Messi Mania has grabbed hold in Major League Soccer, but will it be a long-lasting boost?
It's highly unlikely any player other than Lionel Messi could have brought Prince Harry, Selena Gomez and Leonardo DiCaprio out to a regular-season Major League Soccer match.
But there they were -- very noticeable in fact -- in the crowd when Messi's Inter Miami squad took on LAFC in Southern California early this month.
Since Messi arrived in the United States, the league and his team have both been enjoying a rare spotlight, with sells-outs on the road and at home, No. 10 jerseys flying off the shelves, ticket prices at times reaching unheard-of levels and sponsors jumping on board.
"He's the best player in the world. What did you think he was going to do when he came here?" LAFC coach Steve Cherundolo said after Inter Miami's star-studded sold-out match in Los Angeles.
It's almost necessary to be an A-lister to score a good ticket to watch him play: Front-row tickets on the secondary market have been going for thousands of dollars. Regardless of the costs they may incur, more fans are going through the turnstiles to watch the seven-time Ballon d'Or winner and reigning World Cup champion.
"I was never an MLS person," said Kenny Schorr, a fan from Miami Springs and former college soccer player who was at a recent Inter Miami game. "I would watch a game and get frustrated. The talent level was so different. I'm not trying to put anybody down, But you look at what Messi does and the talent is only going to increase with his presence."
Messi Mania has even reached beyond the pitch.
The day after Messi posted on social media about his meal from Banchero Pizza, a homey Argentine-style pizzeria in Miami's North Beach, there was a line out the door at the restaurant.
Clearly, the demand for all things Messi is off the charts, but will that translate to greater success for MLS in the United States, where "football" means the NFL not soccer?
"With the arrival of Messi, everything is changing, everything is opening eyes," LAFC defender Giorgio Chiellini said. "It's a step. Part of that has to be a step, then many will want to invest and they could have the opportunity to do it. This league has huge potential. Now it's time to show this potential."
Messi, 36, has 11 goals and eight assists in 12 games across all competitions for Inter Miami. He's already helped the team secure one trophy, this summer's League's Cup. On Wednesday, Miami will host the Houston Dynamo for another title, the U.S. Open Cup.
But Messi's status for the game is uncertain: He's been dealing with scar tissue from an old injury, according to coach Tata Martino. Even so, tickets on the secondary market for Wednesday's match were ranging from about $170 to more than $5,000 apiece.

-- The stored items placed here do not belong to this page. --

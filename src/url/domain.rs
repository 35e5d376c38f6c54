use std::path::Path;
use url::Url;

/// Host suffix of the web-font stylesheet generator
const STYLESHEET_HOST_SUFFIX: &str = "googleapis.com";

/// Path prefix served by the stylesheet generator (`/css`, `/css2`)
const STYLESHEET_PATH_PREFIX: &str = "/css";

/// Extracts the lowercase host from a URL
///
/// # Examples
///
/// ```
/// use url::Url;
/// use card_localizer::url::extract_domain;
///
/// let url = Url::parse("https://CDN.Example.com:8443/a.png").unwrap();
/// assert_eq!(extract_domain(&url), Some("cdn.example.com".to_string()));
/// ```
pub fn extract_domain(url: &Url) -> Option<String> {
    url.host_str().map(|h| h.to_lowercase())
}

/// Returns the lowercased extension of the URL path, including the dot
///
/// Returns None when the last path segment has no extension.
///
/// # Examples
///
/// ```
/// use url::Url;
/// use card_localizer::url::path_extension;
///
/// let url = Url::parse("https://example.com/img/Cat.PNG?size=2").unwrap();
/// assert_eq!(path_extension(&url), Some(".png".to_string()));
/// ```
pub fn path_extension(url: &Url) -> Option<String> {
    Path::new(url.path())
        .extension()
        .and_then(|ext| ext.to_str())
        .filter(|ext| !ext.is_empty())
        .map(|ext| format!(".{}", ext.to_lowercase()))
}

/// Returns true for stylesheet-generation endpoints such as
/// `https://fonts.googleapis.com/css2?family=...`
///
/// These produce CSS without a `.css` extension, so they bypass the
/// extension allow-list and are always stored as `.css`.
pub fn is_stylesheet_endpoint(url: &Url) -> bool {
    let host_matches = extract_domain(url).is_some_and(|host| {
        host == STYLESHEET_HOST_SUFFIX || host.ends_with(&format!(".{}", STYLESHEET_HOST_SUFFIX))
    });

    host_matches && url.path().starts_with(STYLESHEET_PATH_PREFIX)
}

MLS has gotten a bump from an international star before. David Beckham, now Messi's boss as co-owner of Inter Miami, was a game-changer for the league when he signed with the LA Galaxy in 2007. The league literally changed the rules for Beckham, devising the Designated Player rule that allows teams to sign high-profile players without them counting toward the salary cap. Messi was signed under the same rule.
With his Hollywood good looks and his Spice Girl wife, Beckham raised the profile of the league.
Fox Soccer analyst Alexi Lalas, who was president of the Galaxy when Beckham joined, said that while Beckham helped boost the league's profile, Messi is elevating the game itself.
"Messi is arguably the greatest player to play the game. That conversation was not had relative to David Beckham, as good as he was as a player," Lalas said. "I think the impact of Messi is going to be greater in terms of the on-field product and the evolution and the growth of that, in that I think that he almost gives license to others to at least consider coming to Major League Soccer."
For now, the fans are responding to what MLS is offering with Messi as the face of the league.
So far, average attendance in MLS is up nearly 5% over last year, although the league also added a new team in St. Louis this season. Inter Miami's attendance is up 36% over last year.
Television viewership is more difficult to gauge because league games are broadcast on Apple TV's MLS Season Pass, a subscription-based streaming platform that was launched this season. Apple TV hasn't shared ratings.
Streaming measurement firm Antenna reported 110,075 new MLS Season Pass signups on the day of Messi's Inter Miami debut. That's a 280% increase from the number of sign-ups on opening day of the 2023 season. Another 65,000 signed up when he played his second game, according to data first reported by the Wall Street Journal.
Messi's No. 10 jersey is the best-selling jersey in the history of the MLS store. Sales surpassed every other jersey sold this season on the league's website within just 45 minutes of its release, and there's a backlog of orders still waiting to be filled.
Sponsors are also buying in. Royal Caribbean signed a multiyear partnership deal with Inter Miami in August.
All told, Inter Miami chief business officer Xavier Asensi has predicted in interviews that the club is on target to hit record revenues of more than $200 million in 2024, on par with some European clubs.
Still, it remains to be seen how widespread the Messi effect will be, whether fans will be wooed to the league as a whole.
Julio Morales, who was holding a painting he did of Messi before the Miami match at LAFC, said he paid $600 for his ticket to see Messi.
"We'll see how the games go," Morales said about whether he'll start following MLS. "I mean, if the games get better, then maybe."